━━━ Exercise input
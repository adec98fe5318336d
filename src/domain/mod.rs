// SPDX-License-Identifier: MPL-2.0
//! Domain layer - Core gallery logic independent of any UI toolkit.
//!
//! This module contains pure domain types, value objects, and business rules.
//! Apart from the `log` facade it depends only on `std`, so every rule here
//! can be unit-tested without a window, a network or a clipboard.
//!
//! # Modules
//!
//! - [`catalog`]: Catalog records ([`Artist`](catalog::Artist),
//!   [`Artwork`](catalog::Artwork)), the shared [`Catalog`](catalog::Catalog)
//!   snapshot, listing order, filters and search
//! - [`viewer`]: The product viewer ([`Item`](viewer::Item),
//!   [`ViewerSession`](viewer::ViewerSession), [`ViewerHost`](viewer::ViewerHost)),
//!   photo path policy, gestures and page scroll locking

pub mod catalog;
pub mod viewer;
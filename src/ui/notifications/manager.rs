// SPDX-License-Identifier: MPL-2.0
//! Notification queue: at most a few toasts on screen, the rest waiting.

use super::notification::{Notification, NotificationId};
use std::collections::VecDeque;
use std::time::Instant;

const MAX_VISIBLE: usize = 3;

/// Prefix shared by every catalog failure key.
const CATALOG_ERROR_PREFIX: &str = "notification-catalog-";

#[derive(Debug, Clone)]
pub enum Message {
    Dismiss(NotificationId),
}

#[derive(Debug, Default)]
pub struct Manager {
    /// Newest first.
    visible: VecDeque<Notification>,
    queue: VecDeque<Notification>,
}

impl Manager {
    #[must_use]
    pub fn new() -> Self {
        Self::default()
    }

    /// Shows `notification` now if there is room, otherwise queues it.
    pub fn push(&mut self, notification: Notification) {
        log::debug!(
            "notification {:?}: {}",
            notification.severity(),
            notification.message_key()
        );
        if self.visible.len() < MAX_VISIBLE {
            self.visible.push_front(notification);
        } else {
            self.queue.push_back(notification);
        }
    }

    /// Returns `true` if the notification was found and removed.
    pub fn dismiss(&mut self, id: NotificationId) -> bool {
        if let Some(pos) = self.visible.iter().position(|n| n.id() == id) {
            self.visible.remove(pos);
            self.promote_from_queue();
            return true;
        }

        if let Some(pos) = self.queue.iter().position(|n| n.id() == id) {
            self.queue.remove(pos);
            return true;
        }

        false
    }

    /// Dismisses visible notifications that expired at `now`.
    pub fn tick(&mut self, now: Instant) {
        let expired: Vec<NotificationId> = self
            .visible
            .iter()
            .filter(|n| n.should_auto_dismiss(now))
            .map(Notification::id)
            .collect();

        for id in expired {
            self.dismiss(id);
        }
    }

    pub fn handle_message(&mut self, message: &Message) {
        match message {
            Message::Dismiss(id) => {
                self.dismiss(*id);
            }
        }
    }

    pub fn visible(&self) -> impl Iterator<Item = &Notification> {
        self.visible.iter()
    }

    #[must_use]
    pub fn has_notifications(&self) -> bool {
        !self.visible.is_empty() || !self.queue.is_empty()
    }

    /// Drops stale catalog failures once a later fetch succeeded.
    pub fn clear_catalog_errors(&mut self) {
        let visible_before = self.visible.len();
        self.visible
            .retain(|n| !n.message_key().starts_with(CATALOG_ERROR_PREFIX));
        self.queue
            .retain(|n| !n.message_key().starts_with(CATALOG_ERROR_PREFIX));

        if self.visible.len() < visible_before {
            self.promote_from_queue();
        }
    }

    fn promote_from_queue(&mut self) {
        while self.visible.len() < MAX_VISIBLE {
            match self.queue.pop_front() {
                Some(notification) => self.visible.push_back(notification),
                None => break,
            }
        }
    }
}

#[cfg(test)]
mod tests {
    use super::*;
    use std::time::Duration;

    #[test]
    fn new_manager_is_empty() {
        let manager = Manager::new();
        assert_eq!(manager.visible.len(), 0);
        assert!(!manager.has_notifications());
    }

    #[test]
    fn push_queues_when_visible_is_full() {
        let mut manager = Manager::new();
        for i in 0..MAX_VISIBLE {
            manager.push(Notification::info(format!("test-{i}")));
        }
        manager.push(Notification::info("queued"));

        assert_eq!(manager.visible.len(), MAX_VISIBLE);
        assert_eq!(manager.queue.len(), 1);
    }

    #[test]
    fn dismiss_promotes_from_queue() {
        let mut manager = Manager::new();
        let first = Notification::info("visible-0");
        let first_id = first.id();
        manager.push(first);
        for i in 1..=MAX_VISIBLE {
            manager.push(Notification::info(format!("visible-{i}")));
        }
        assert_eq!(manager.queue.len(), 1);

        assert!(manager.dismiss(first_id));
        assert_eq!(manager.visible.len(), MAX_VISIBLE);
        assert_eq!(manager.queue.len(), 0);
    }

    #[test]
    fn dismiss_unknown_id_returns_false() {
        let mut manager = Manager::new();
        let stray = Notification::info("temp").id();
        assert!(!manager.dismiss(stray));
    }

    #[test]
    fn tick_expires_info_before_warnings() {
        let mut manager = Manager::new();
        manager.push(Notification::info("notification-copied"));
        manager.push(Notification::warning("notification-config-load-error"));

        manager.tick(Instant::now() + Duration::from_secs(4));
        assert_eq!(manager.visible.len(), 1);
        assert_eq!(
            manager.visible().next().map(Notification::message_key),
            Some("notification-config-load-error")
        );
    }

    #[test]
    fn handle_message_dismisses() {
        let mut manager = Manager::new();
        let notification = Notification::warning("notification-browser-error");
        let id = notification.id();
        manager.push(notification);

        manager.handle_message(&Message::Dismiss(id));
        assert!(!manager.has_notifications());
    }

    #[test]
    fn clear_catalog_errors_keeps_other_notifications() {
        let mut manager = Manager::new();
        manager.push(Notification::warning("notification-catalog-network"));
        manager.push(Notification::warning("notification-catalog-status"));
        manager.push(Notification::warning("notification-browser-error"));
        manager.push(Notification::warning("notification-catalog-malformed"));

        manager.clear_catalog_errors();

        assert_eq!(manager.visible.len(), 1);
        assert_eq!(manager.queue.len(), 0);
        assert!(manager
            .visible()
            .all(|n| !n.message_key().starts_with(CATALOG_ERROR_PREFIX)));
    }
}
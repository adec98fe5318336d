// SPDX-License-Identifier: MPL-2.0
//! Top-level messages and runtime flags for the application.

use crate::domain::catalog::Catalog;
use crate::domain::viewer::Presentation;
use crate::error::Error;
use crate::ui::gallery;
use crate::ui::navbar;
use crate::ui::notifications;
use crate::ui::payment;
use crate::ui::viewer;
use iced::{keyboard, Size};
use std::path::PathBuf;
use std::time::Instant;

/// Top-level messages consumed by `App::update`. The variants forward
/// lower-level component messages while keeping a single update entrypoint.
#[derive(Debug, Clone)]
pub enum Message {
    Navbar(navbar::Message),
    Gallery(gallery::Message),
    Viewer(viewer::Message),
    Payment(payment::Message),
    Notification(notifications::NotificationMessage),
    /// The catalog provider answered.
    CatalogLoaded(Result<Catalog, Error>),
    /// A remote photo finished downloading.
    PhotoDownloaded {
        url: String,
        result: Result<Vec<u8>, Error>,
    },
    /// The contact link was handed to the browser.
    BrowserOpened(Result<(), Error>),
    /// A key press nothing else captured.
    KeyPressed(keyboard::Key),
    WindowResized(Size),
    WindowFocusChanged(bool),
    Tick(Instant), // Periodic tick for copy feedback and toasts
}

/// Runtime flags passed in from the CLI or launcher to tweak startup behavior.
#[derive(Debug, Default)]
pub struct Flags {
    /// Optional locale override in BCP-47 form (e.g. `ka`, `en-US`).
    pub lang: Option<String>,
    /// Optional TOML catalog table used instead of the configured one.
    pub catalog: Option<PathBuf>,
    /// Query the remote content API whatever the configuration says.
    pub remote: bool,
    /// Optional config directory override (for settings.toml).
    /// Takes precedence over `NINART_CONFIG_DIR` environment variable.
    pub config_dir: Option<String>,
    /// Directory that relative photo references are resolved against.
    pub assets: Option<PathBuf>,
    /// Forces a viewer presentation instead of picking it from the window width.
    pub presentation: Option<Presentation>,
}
━━━━━━
Exercise requirements → Search the data above for the word "Optional". Copy each line it is in.

Solution to this problem →
    /// Optional locale override in BCP-47 form (e.g. `ka`, `en-US`).
    /// Optional TOML catalog table used instead of the configured one.
    /// Optional config directory override (for settings.toml).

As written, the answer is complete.